▶ [Required work] Write out again, exactly, the lines below starting at the one with "a decoded record" and ending at the one with "for (index, (item_id, &quantity))".

[Stored dataset items]

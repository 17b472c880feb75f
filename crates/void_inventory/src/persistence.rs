//! Save/load of container content

use crate::catalog::Catalog;
use crate::container::Container;
use crate::error::InventoryError;
use crate::events::{InventoryEvent, InventoryEventKind};
use crate::registry::{ContainerKey, ContainerRegistry};
use parking_lot::RwLock;
use serde::{Deserialize, Serialize};
use std::collections::HashMap;
use std::fs;
use std::path::{Path, PathBuf};
use std::sync::Arc;
use thiserror::Error;

/// Persistence errors
#[derive(Debug, Error)]
pub enum PersistenceError {
    /// File I/O error
    #[error("IO error: {0}")]
    Io(#[from] std::io::Error),
    /// Serialization error
    #[error("Serialization error: {0}")]
    Serialization(String),
    /// Deserialization error
    #[error("Deserialization error: {0}")]
    Deserialization(String),
    /// Nothing saved under a key
    #[error("No saved content for {0}")]
    NotFound(String),
    /// Key cannot be used as a file name
    #[error("Invalid storage key: {0:?}")]
    InvalidKey(String),
    /// Container operation failed
    #[error(transparent)]
    Inventory(#[from] InventoryError),
}

/// Result type for persistence operations
pub type PersistenceResult<T> = std::result::Result<T, PersistenceError>;

/// Blob encoding
#[derive(Debug, Clone, Copy, PartialEq, Eq, Default, Serialize, Deserialize)]
pub enum SaveFormat {
    /// JSON (human readable)
    Json,
    /// Binary (compact)
    #[default]
    Binary,
}

/// Positional record of a container's slots.
///
/// Empty slots hold an empty id and a zero quantity. Only ids are stored;
/// everything else comes back from the catalog on load.
#[derive(Debug, Clone, PartialEq, Eq, Default, Serialize, Deserialize)]
pub struct SerializedContainer {
    /// Container name
    pub name: String,
    /// Owner id
    pub owner_id: String,
    /// Item id per slot
    pub item_ids: Vec<String>,
    /// Quantity per slot
    pub quantities: Vec<u32>,
}

impl SerializedContainer {
    /// Snapshot a container
    pub fn capture(container: &Container) -> Self {
        let (item_ids, quantities) = container
            .slots()
            .iter()
            .map(|slot| match slot {
                Some(item) => (item.id().to_string(), item.quantity),
                None => (String::new(), 0),
            })
            .unzip();

        Self {
            name: container.name().to_string(),
            owner_id: container.owner_id().to_string(),
            item_ids,
            quantities,
        }
    }

    /// Number of recorded slots
    pub fn len(&self) -> usize {
        self.item_ids.len()
    }

    /// Check if no slot was recorded
    pub fn is_empty(&self) -> bool {
        self.item_ids.is_empty()
    }
}

/// Key/value store for encoded containers
pub trait BlobStore: Send + Sync {
    /// Store a blob, replacing any previous one
    fn save(&self, key: &str, blob: &[u8]) -> PersistenceResult<()>;

    /// Fetch a blob
    fn load(&self, key: &str) -> PersistenceResult<Option<Vec<u8>>>;

    /// Remove a blob; removing a missing key is not an error
    fn delete(&self, key: &str) -> PersistenceResult<()>;
}

/// Blob store kept in memory
#[derive(Debug, Default)]
pub struct MemoryBlobStore {
    blobs: RwLock<HashMap<String, Vec<u8>>>,
}

impl MemoryBlobStore {
    /// Create an empty store
    pub fn new() -> Self {
        Self::default()
    }

    /// Number of stored blobs
    pub fn len(&self) -> usize {
        self.blobs.read().len()
    }

    /// Check if the store holds nothing
    pub fn is_empty(&self) -> bool {
        self.blobs.read().is_empty()
    }
}

impl BlobStore for MemoryBlobStore {
    fn save(&self, key: &str, blob: &[u8]) -> PersistenceResult<()> {
        self.blobs.write().insert(key.to_string(), blob.to_vec());
        Ok(())
    }

    fn load(&self, key: &str) -> PersistenceResult<Option<Vec<u8>>> {
        Ok(self.blobs.read().get(key).cloned())
    }

    fn delete(&self, key: &str) -> PersistenceResult<()> {
        self.blobs.write().remove(key);
        Ok(())
    }
}

/// Blob store writing one file per key into a directory
#[derive(Debug, Clone)]
pub struct FileBlobStore {
    dir: PathBuf,
}

impl FileBlobStore {
    /// File extension of stored blobs
    pub const EXTENSION: &'static str = "inventory";

    /// Create a store rooted at a directory
    pub fn new(dir: impl Into<PathBuf>) -> Self {
        Self { dir: dir.into() }
    }

    /// Directory blobs are written to
    pub fn dir(&self) -> &Path {
        &self.dir
    }

    /// File a key is stored in; keys are limited to `[A-Za-z0-9_-]`
    fn path(&self, key: &str) -> PersistenceResult<PathBuf> {
        let valid = !key.is_empty()
            && key
                .chars()
                .all(|c| c.is_ascii_alphanumeric() || c == '_' || c == '-');
        if !valid {
            return Err(PersistenceError::InvalidKey(key.to_string()));
        }
        Ok(self.dir.join(format!("{}.{}", key, Self::EXTENSION)))
    }
}

impl BlobStore for FileBlobStore {
    fn save(&self, key: &str, blob: &[u8]) -> PersistenceResult<()> {
        let path = self.path(key)?;
        fs::create_dir_all(&self.dir)?;
        fs::write(path, blob)?;
        Ok(())
    }

    fn load(&self, key: &str) -> PersistenceResult<Option<Vec<u8>>> {
        let path = self.path(key)?;
        if !path.exists() {
            return Ok(None);
        }
        Ok(Some(fs::read(path)?))
    }

    fn delete(&self, key: &str) -> PersistenceResult<()> {
        let path = self.path(key)?;
        if path.exists() {
            fs::remove_file(path)?;
        }
        Ok(())
    }
}

/// Outcome of loading one container
#[derive(Debug, Clone, PartialEq, Eq, Default)]
pub struct LoadReport {
    /// Number of slots restored with an item
    pub restored: usize,
    /// Slots whose id the catalog did not know, with that id
    pub unresolved: Vec<(usize, String)>,
}

impl LoadReport {
    /// Whether every saved id resolved
    pub fn is_clean(&self) -> bool {
        self.unresolved.is_empty()
    }
}

/// Encodes containers to blobs and restores them against a catalog
pub struct PersistenceCodec {
    store: Arc<dyn BlobStore>,
    format: SaveFormat,
}

impl PersistenceCodec {
    /// Create a codec writing to a blob store
    pub fn new(store: Arc<dyn BlobStore>) -> Self {
        Self {
            store,
            format: SaveFormat::default(),
        }
    }

    /// Set blob encoding
    pub fn with_format(mut self, format: SaveFormat) -> Self {
        self.format = format;
        self
    }

    /// Blob encoding in use
    pub fn format(&self) -> SaveFormat {
        self.format
    }

    /// Encode a container's content
    pub fn encode(&self, container: &Container) -> PersistenceResult<Vec<u8>> {
        let record = SerializedContainer::capture(container);
        match self.format {
            SaveFormat::Json => serde_json::to_vec_pretty(&record)
                .map_err(|e| PersistenceError::Serialization(e.to_string())),
            SaveFormat::Binary => bincode::serialize(&record)
                .map_err(|e| PersistenceError::Serialization(e.to_string())),
        }
    }

    /// Decode a blob produced by [`PersistenceCodec::encode`]
    pub fn decode(&self, blob: &[u8]) -> PersistenceResult<SerializedContainer> {
        let record: SerializedContainer = match self.format {
            SaveFormat::Json => serde_json::from_slice(blob)
                .map_err(|e| PersistenceError::Deserialization(e.to_string()))?,
            SaveFormat::Binary => bincode::deserialize(blob)
                .map_err(|e| PersistenceError::Deserialization(e.to_string()))?,
        };

        if record.item_ids.len() != record.quantities.len() {
            return Err(PersistenceError::Deserialization(format!(
                "{} ids but {} quantities",
                record.item_ids.len(),
                record.quantities.len()
            )));
        }
        Ok(record)
    }

    /// Save a container under its name and owner
    pub fn save(&self, container: &Container) -> PersistenceResult<()> {
        let blob = self.encode(container)?;
        let key = container.key().storage_key();
        self.store.save(&key, &blob)?;
        log::debug!("Saved '{}' ({} bytes)", key, blob.len());
        Ok(())
    }

    /// Restore a container from its saved blob.
    ///
    /// Slots whose id the catalog cannot resolve are left empty and listed
    /// in the report; the rest of the container still loads.
    pub fn load(&self, container: &mut Container, catalog: &dyn Catalog) -> PersistenceResult<LoadReport> {
        let key = container.key().storage_key();
        let blob = self
            .store
            .load(&key)?
            .ok_or_else(|| PersistenceError::NotFound(key.clone()))?;
        let record = self.decode(&blob)?;
        Ok(Self::apply(&record, container, catalog))
    }

    /// Replace a container's slots with a decoded record
    pub fn apply(record: &SerializedContainer, container: &mut Container, catalog: &dyn Catalog) -> LoadReport {
        let mut report = LoadReport::default();
        let mut slots = Vec::with_capacity(record.len());

        for (index, (item_id, &quantity)) in record.item_ids.iter().zip(&record.quantities).enumerate() {
            if item_id.is_empty() || quantity == 0 {
                slots.push(None);
                continue;
            }
            match catalog.instantiate(item_id, quantity) {
                Some(item) => {
                    report.restored += 1;
                    slots.push(Some(item));
                }
                None => {
                    log::warn!(
                        "Unknown item '{}' in slot {} of '{}' ({})",
                        item_id,
                        index,
                        container.name(),
                        container.owner_id()
                    );
                    container.reject(InventoryError::UnresolvedCatalogEntry(item_id.clone()));
                    report.unresolved.push((index, item_id.clone()));
                    slots.push(None);
                }
            }
        }

        container.replace_slots(slots);
        let name = container.name().to_string();
        let owner_id = container.owner_id().to_string();
        container.emit(InventoryEvent::new(InventoryEventKind::InventoryLoaded, &name, &owner_id));
        container.emit(InventoryEvent::new(InventoryEventKind::ContentChanged, name, owner_id));
        report
    }

    /// Delete the saved content of a container
    pub fn reset(&self, key: &ContainerKey) -> PersistenceResult<()> {
        self.store.delete(&key.storage_key())
    }

    /// Save every persistent container of a registry; returns how many were saved
    pub fn save_registry(&self, registry: &ContainerRegistry) -> PersistenceResult<usize> {
        let mut saved = 0;
        for key in registry.keys() {
            let Some(handle) = registry.get(&key) else {
                continue;
            };
            let container = handle.lock();
            if container.is_persistent() {
                self.save(&container)?;
                saved += 1;
            }
        }
        log::info!("Saved {} containers", saved);
        Ok(saved)
    }

    /// Load every persistent container that has saved content
    pub fn load_registry(
        &self,
        registry: &ContainerRegistry,
        catalog: &dyn Catalog,
    ) -> PersistenceResult<HashMap<ContainerKey, LoadReport>> {
        let mut reports = HashMap::new();
        for key in registry.keys() {
            let Some(handle) = registry.get(&key) else {
                continue;
            };
            let mut container = handle.lock();
            if !container.is_persistent() {
                continue;
            }
            match self.load(&mut container, catalog) {
                Ok(report) => {
                    reports.insert(key, report);
                }
                Err(PersistenceError::NotFound(_)) => {
                    log::debug!("No saved content for {}", key);
                }
                Err(err) => return Err(err),
            }
        }
        Ok(reports)
    }
}
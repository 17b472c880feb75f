//! Inventory events and observer fan-out

use crate::error::InventoryError;
use crossbeam_channel::{unbounded, Receiver, Sender};
use serde::{Deserialize, Serialize};

/// Type of inventory event
#[derive(Debug, Clone, Copy, PartialEq, Eq, Hash, Serialize, Deserialize)]
pub enum InventoryEventKind {
    /// Slot contents changed
    ContentChanged,
    /// An item was used
    ItemUsed,
    /// An item was equipped
    ItemEquipped,
    /// An item was unequipped
    ItemUnequipped,
    /// An item left the container for the world
    Drop,
    /// An item was destroyed
    Destroy,
    /// An operation was rejected
    Error,
    /// The container was opened by the UI
    InventoryOpened,
    /// The container was closed by the UI
    InventoryClosed,
    /// The container content was restored from storage
    InventoryLoaded,
}

/// An inventory event
#[derive(Debug, Clone, PartialEq)]
pub struct InventoryEvent {
    /// Type of event
    pub kind: InventoryEventKind,
    /// Name of the container the event concerns
    pub container: String,
    /// Owner of that container
    pub owner_id: String,
    /// Item involved, if any
    pub item_id: Option<String>,
    /// Quantity involved
    pub quantity: u32,
    /// Slot involved, if any
    pub index: Option<usize>,
    /// Cause of an `Error` event
    pub error: Option<InventoryError>,
}

impl InventoryEvent {
    /// Create an event with no item attached
    pub fn new(
        kind: InventoryEventKind,
        container: impl Into<String>,
        owner_id: impl Into<String>,
    ) -> Self {
        Self {
            kind,
            container: container.into(),
            owner_id: owner_id.into(),
            item_id: None,
            quantity: 0,
            index: None,
            error: None,
        }
    }

    /// Create an error event
    pub fn error(
        container: impl Into<String>,
        owner_id: impl Into<String>,
        error: InventoryError,
    ) -> Self {
        let index = error.index();
        Self {
            index,
            error: Some(error),
            ..Self::new(InventoryEventKind::Error, container, owner_id)
        }
    }

    /// Set item and quantity
    pub fn with_item(mut self, item_id: impl Into<String>, quantity: u32) -> Self {
        self.item_id = Some(item_id.into());
        self.quantity = quantity;
        self
    }

    /// Set slot index
    pub fn with_index(mut self, index: usize) -> Self {
        self.index = Some(index);
        self
    }
}

/// Fans events out to every subscribed receiver.
///
/// Emitting never blocks and never fails: receivers that were dropped are
/// pruned on the next emit.
#[derive(Debug, Default)]
pub struct EventDispatcher {
    subscribers: Vec<Sender<InventoryEvent>>,
}

impl EventDispatcher {
    /// Create a dispatcher with no subscribers
    pub fn new() -> Self {
        Self::default()
    }

    /// Subscribe to events
    pub fn subscribe(&mut self) -> Receiver<InventoryEvent> {
        let (tx, rx) = unbounded();
        self.subscribers.push(tx);
        rx
    }

    /// Number of live subscribers
    pub fn subscriber_count(&self) -> usize {
        self.subscribers.len()
    }

    /// Send an event to every subscriber
    pub fn emit(&mut self, event: InventoryEvent) {
        match self.subscribers.len() {
            0 => {}
            1 => {
                if self.subscribers[0].send(event).is_err() {
                    self.subscribers.clear();
                }
            }
            _ => self
                .subscribers
                .retain(|subscriber| subscriber.send(event.clone()).is_ok()),
        }
    }
}
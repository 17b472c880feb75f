//! Container configuration

use serde::{Deserialize, Serialize};

/// Owner id used when a container is not bound to a specific player
pub const DEFAULT_OWNER_ID: &str = "Player1";

/// Default number of slots
pub const DEFAULT_CAPACITY: usize = 20;

/// Kind of container
#[derive(Debug, Clone, Copy, PartialEq, Eq, Hash, Default, Serialize, Deserialize)]
pub enum ContainerKind {
    /// Regular storage (backpack, chest)
    #[default]
    Standard,
    /// Holds equipped items (weapon, armor slots)
    Equipment,
}

/// Container configuration
#[derive(Debug, Clone, PartialEq, Serialize, Deserialize)]
#[serde(default)]
pub struct ContainerConfig {
    /// Container name, unique per owner
    pub name: String,

    /// Logical owner
    pub owner_id: String,

    /// Number of slots
    pub capacity: usize,

    /// Standard or equipment
    pub kind: ContainerKind,

    /// Whether the container takes part in registry-wide save/load
    pub persistent: bool,

    /// World position dropped items spawn at
    pub drop_position: [f32; 3],
}

impl Default for ContainerConfig {
    fn default() -> Self {
        Self {
            name: "MainInventory".to_string(),
            owner_id: DEFAULT_OWNER_ID.to_string(),
            capacity: DEFAULT_CAPACITY,
            kind: ContainerKind::Standard,
            persistent: true,
            drop_position: [0.0, 0.0, 0.0],
        }
    }
}

impl ContainerConfig {
    /// Configuration for a standard container
    pub fn main(name: impl Into<String>, capacity: usize) -> Self {
        Self {
            name: name.into(),
            capacity,
            ..Default::default()
        }
    }

    /// Configuration for an equipment container
    pub fn equipment(name: impl Into<String>, capacity: usize) -> Self {
        Self {
            name: name.into(),
            capacity,
            kind: ContainerKind::Equipment,
            ..Default::default()
        }
    }

    /// Set owner
    pub fn with_owner(mut self, owner_id: impl Into<String>) -> Self {
        self.owner_id = owner_id.into();
        self
    }

    /// Set whether the container is saved with the registry
    pub fn with_persistent(mut self, persistent: bool) -> Self {
        self.persistent = persistent;
        self
    }

    /// Set drop position
    pub fn with_drop_position(mut self, position: [f32; 3]) -> Self {
        self.drop_position = position;
        self
    }
}
//! Shared utilities and common types for the Authcode server
//!
//! This crate provides common functionality used across all server modules:
//! - Configuration types
//! - Error response structures
//! - Utility functions (email and phone validation, masking)
//! - Health check response

pub mod config;
pub mod errors;
pub mod types;
pub mod utils;

// Re-export commonly used items at crate root
pub use config::{
    AppConfig, AuthConfig, DatabaseConfig, EmailConfig, Environment, JwtConfig, LoggingConfig,
    ServerConfig, VerificationConfig,
};
pub use errors::{error_codes, ErrorResponse, IntoErrorResponse};
pub use types::HealthResponse;
pub use utils::{email, phone};
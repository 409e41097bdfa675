//! Unit tests for authentication service

use chrono::{Duration, Utc};
use std::sync::Arc;

use super::mocks::{RecordingNotifier, UpdateFailingUserRepository};
use crate::errors::{AuthError, DomainError, ValidationError};
use crate::repositories::{
    InMemoryTokenRepository, InMemoryUserRepository, InMemoryVerificationCodeRepository,
    UserRepository, VerificationCodeRepository,
};
use crate::services::auth::{AuthService, AuthServiceConfig};
use crate::services::token::{TokenService, TokenServiceConfig};
use crate::services::verification::{VerificationService, VerificationServiceConfig};

type TestAuthService = AuthService<
    InMemoryUserRepository,
    InMemoryVerificationCodeRepository,
    RecordingNotifier,
    InMemoryTokenRepository,
>;

struct Harness {
    service: TestAuthService,
    users: Arc<InMemoryUserRepository>,
    codes: Arc<InMemoryVerificationCodeRepository>,
    notifier: Arc<RecordingNotifier>,
}

fn harness() -> Harness {
    let users = Arc::new(InMemoryUserRepository::new());
    let codes = Arc::new(InMemoryVerificationCodeRepository::new());
    let notifier = Arc::new(RecordingNotifier::new());
    let tokens = Arc::new(InMemoryTokenRepository::new());

    let verification = Arc::new(VerificationService::new(
        codes.clone(),
        notifier.clone(),
        VerificationServiceConfig::default(),
    ));
    let token_service = Arc::new(TokenService::new(
        tokens,
        TokenServiceConfig {
            jwt_secret: "auth-service-test-secret".to_string(),
            ..Default::default()
        },
    ));
    let config = AuthServiceConfig {
        bcrypt_cost: 4,
        ..Default::default()
    };

    Harness {
        service: AuthService::new(users.clone(), verification, token_service, config),
        users,
        codes,
        notifier,
    }
}

const EMAIL: &str = "jane@example.com";

async fn registered_and_confirmed(h: &Harness) {
    h.service.register(Some(EMAIL), None).await.unwrap();
    let code = h.notifier.last_code_for(EMAIL).unwrap();
    h.service.confirm_registration(EMAIL, &code).await.unwrap();
}

#[tokio::test]
async fn test_register_creates_inactive_user_and_sends_code() {
    let h = harness();

    let result = h.service.register(Some(EMAIL), None).await.unwrap();

    assert!(!result.user.is_active);
    assert!(!result.user.is_email_verified);
    assert!(result.user.username.starts_with("user_"));
    assert_eq!(result.user.username.len(), 15);
    assert!(result.user.password_hash.starts_with("$2"));
    assert!(result.issued.delivered);
    assert_eq!(
        h.notifier.last_code_for(EMAIL).unwrap(),
        result.issued.verification_code.code
    );
    assert!(h.users.find_by_email(EMAIL).await.unwrap().is_some());
}

#[tokio::test]
async fn test_register_requires_identity() {
    let h = harness();

    let result = h.service.register(None, None).await;
    assert!(matches!(
        result,
        Err(DomainError::Auth(AuthError::MissingIdentity))
    ));

    let blank = h.service.register(Some("  "), Some("")).await;
    assert!(matches!(
        blank,
        Err(DomainError::Auth(AuthError::MissingIdentity))
    ));
}

#[tokio::test]
async fn test_register_duplicate_email() {
    let h = harness();
    h.service.register(Some(EMAIL), None).await.unwrap();

    let result = h.service.register(Some(EMAIL), None).await;
    match result {
        Err(DomainError::Auth(AuthError::DuplicateIdentity { field })) => {
            assert_eq!(field, "email")
        }
        other => panic!("unexpected result: {:?}", other),
    }
}

#[tokio::test]
async fn test_register_duplicate_phone() {
    let h = harness();
    h.service.register(None, Some("+61412345678")).await.unwrap();

    let result = h
        .service
        .register(Some("other@example.com"), Some("+61 412 345 678"))
        .await;
    match result {
        Err(DomainError::Auth(AuthError::DuplicateIdentity { field })) => {
            assert_eq!(field, "phone_number")
        }
        other => panic!("unexpected result: {:?}", other),
    }
}

#[tokio::test]
async fn test_register_phone_only_issues_undelivered_code() {
    let h = harness();

    let result = h.service.register(None, Some("+61412345678")).await.unwrap();

    assert!(!result.issued.delivered);
    assert_eq!(h.notifier.count(), 0);
    let history = h.codes.find_by_user(result.user.id).await.unwrap();
    assert_eq!(history.len(), 1);
}

#[tokio::test]
async fn test_register_rejects_malformed_email() {
    let h = harness();

    let result = h.service.register(Some("not-an-email"), None).await;
    assert!(matches!(
        result,
        Err(DomainError::ValidationErr(ValidationError::InvalidEmail))
    ));
}

#[tokio::test]
async fn test_confirm_registration_activates_user() {
    let h = harness();
    h.service.register(Some(EMAIL), None).await.unwrap();
    let code = h.notifier.last_code_for(EMAIL).unwrap();

    let user = h.service.confirm_registration(EMAIL, &code).await.unwrap();

    assert!(user.is_active);
    assert!(user.is_email_verified);
    let stored = h.users.find_by_email(EMAIL).await.unwrap().unwrap();
    assert!(stored.is_active);

    let replay = h.service.confirm_registration(EMAIL, &code).await;
    assert!(matches!(
        replay,
        Err(DomainError::Auth(AuthError::CodeNotFound))
    ));
}

#[tokio::test]
async fn test_confirm_registration_activation_failure_is_reported() {
    let users = Arc::new(UpdateFailingUserRepository::default());
    let codes = Arc::new(InMemoryVerificationCodeRepository::new());
    let notifier = Arc::new(RecordingNotifier::new());
    let verification = Arc::new(VerificationService::new(
        codes.clone(),
        notifier.clone(),
        VerificationServiceConfig::default(),
    ));
    let token_service = Arc::new(TokenService::new(
        Arc::new(InMemoryTokenRepository::new()),
        TokenServiceConfig {
            jwt_secret: "auth-service-test-secret".to_string(),
            ..Default::default()
        },
    ));
    let service = AuthService::new(
        users.clone(),
        verification,
        token_service,
        AuthServiceConfig {
            bcrypt_cost: 4,
            ..Default::default()
        },
    );

    let registered = service.register(Some(EMAIL), None).await.unwrap();
    let code = registered.issued.verification_code;

    let result = service.confirm_registration(EMAIL, &code.code).await;

    assert!(matches!(result, Err(DomainError::Internal { .. })));
    assert!(codes.get(code.id).await.unwrap().used);
    assert!(!users.find_by_email(EMAIL).await.unwrap().unwrap().is_active);
}

#[tokio::test]
async fn test_confirm_registration_unknown_user() {
    let h = harness();

    let result = h
        .service
        .confirm_registration("ghost@example.com", "123456")
        .await;
    assert!(matches!(
        result,
        Err(DomainError::Auth(AuthError::UserNotFound))
    ));
}

#[tokio::test]
async fn test_confirm_registration_expired_code() {
    let h = harness();
    let registered = h.service.register(Some(EMAIL), None).await.unwrap();
    let code = registered.issued.verification_code;
    h.codes
        .set_created_at(code.id, Utc::now() - Duration::minutes(16))
        .await;

    let result = h.service.confirm_registration(EMAIL, &code.code).await;

    assert!(matches!(
        result,
        Err(DomainError::Auth(AuthError::CodeExpired))
    ));
    assert!(!h.codes.get(code.id).await.unwrap().used);
    assert!(!h.users.find_by_email(EMAIL).await.unwrap().unwrap().is_active);
}

#[tokio::test]
async fn test_request_login_code_requires_active_user() {
    let h = harness();
    h.service.register(Some(EMAIL), None).await.unwrap();

    let result = h.service.request_login_code(EMAIL).await;
    assert!(matches!(
        result,
        Err(DomainError::Auth(AuthError::EmailNotVerified))
    ));

    let unknown = h.service.request_login_code("ghost@example.com").await;
    assert!(matches!(
        unknown,
        Err(DomainError::Auth(AuthError::UserNotFound))
    ));
}

#[tokio::test]
async fn test_login_flow_issues_tokens() {
    let h = harness();
    registered_and_confirmed(&h).await;

    let issued = h.service.request_login_code(EMAIL).await.unwrap();
    assert!(issued.delivered);

    let response = h
        .service
        .verify_login_code(EMAIL, &issued.verification_code.code)
        .await
        .unwrap();

    let user = h.users.find_by_email(EMAIL).await.unwrap().unwrap();
    assert_eq!(response.user_id, user.id);
    assert_eq!(response.username, user.username);
    assert!(user.last_login_at.is_some());

    let claims = h
        .service
        .token_service()
        .verify_access_token(&response.access_token)
        .unwrap();
    assert_eq!(claims.user_id().unwrap(), user.id);
    assert!(claims.is_verified);
}

#[tokio::test]
async fn test_login_inactive_user_rejected_before_code_lookup() {
    let h = harness();
    let registered = h.service.register(Some(EMAIL), None).await.unwrap();
    let code = registered.issued.verification_code;

    // Even the correct, fresh code is refused
    let result = h.service.verify_login_code(EMAIL, &code.code).await;

    assert!(matches!(
        result,
        Err(DomainError::Auth(AuthError::EmailNotVerified))
    ));
    assert!(!h.codes.get(code.id).await.unwrap().used);
}

#[tokio::test]
async fn test_login_code_single_use() {
    let h = harness();
    registered_and_confirmed(&h).await;
    let issued = h.service.request_login_code(EMAIL).await.unwrap();
    let code = issued.verification_code.code;

    h.service.verify_login_code(EMAIL, &code).await.unwrap();
    let replay = h.service.verify_login_code(EMAIL, &code).await;

    assert!(matches!(
        replay,
        Err(DomainError::Auth(AuthError::CodeNotFound))
    ));
}

#[tokio::test]
async fn test_login_expired_code() {
    let h = harness();
    registered_and_confirmed(&h).await;
    let issued = h.service.request_login_code(EMAIL).await.unwrap();
    h.codes
        .set_created_at(
            issued.verification_code.id,
            Utc::now() - Duration::minutes(15) - Duration::seconds(1),
        )
        .await;

    let result = h
        .service
        .verify_login_code(EMAIL, &issued.verification_code.code)
        .await;
    assert!(matches!(
        result,
        Err(DomainError::Auth(AuthError::CodeExpired))
    ));
}

#[tokio::test]
async fn test_logout_revokes_refresh_token() {
    let h = harness();
    registered_and_confirmed(&h).await;
    let issued = h.service.request_login_code(EMAIL).await.unwrap();
    let response = h
        .service
        .verify_login_code(EMAIL, &issued.verification_code.code)
        .await
        .unwrap();

    h.service.logout(&response.refresh_token).await.unwrap();

    let again = h.service.logout(&response.refresh_token).await;
    assert!(matches!(
        again,
        Err(DomainError::Auth(AuthError::InvalidOrExpiredToken))
    ));
}

#[tokio::test]
async fn test_logout_unknown_token() {
    let h = harness();

    let result = h.service.logout("never-issued").await;
    assert!(matches!(
        result,
        Err(DomainError::Auth(AuthError::InvalidOrExpiredToken))
    ));
}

▶ [Task output]
    /// Replace a container's slots with a decoded record
    pub fn apply(record: &SerializedContainer, container: &mut Container, catalog: &dyn Catalog) -> LoadReport {
        let mut report = LoadReport::default();
        let mut slots = Vec::with_capacity(record.len());

        for (index, (item_id, &quantity)) in record.item_ids.iter().zip(&record.quantities).enumerate() {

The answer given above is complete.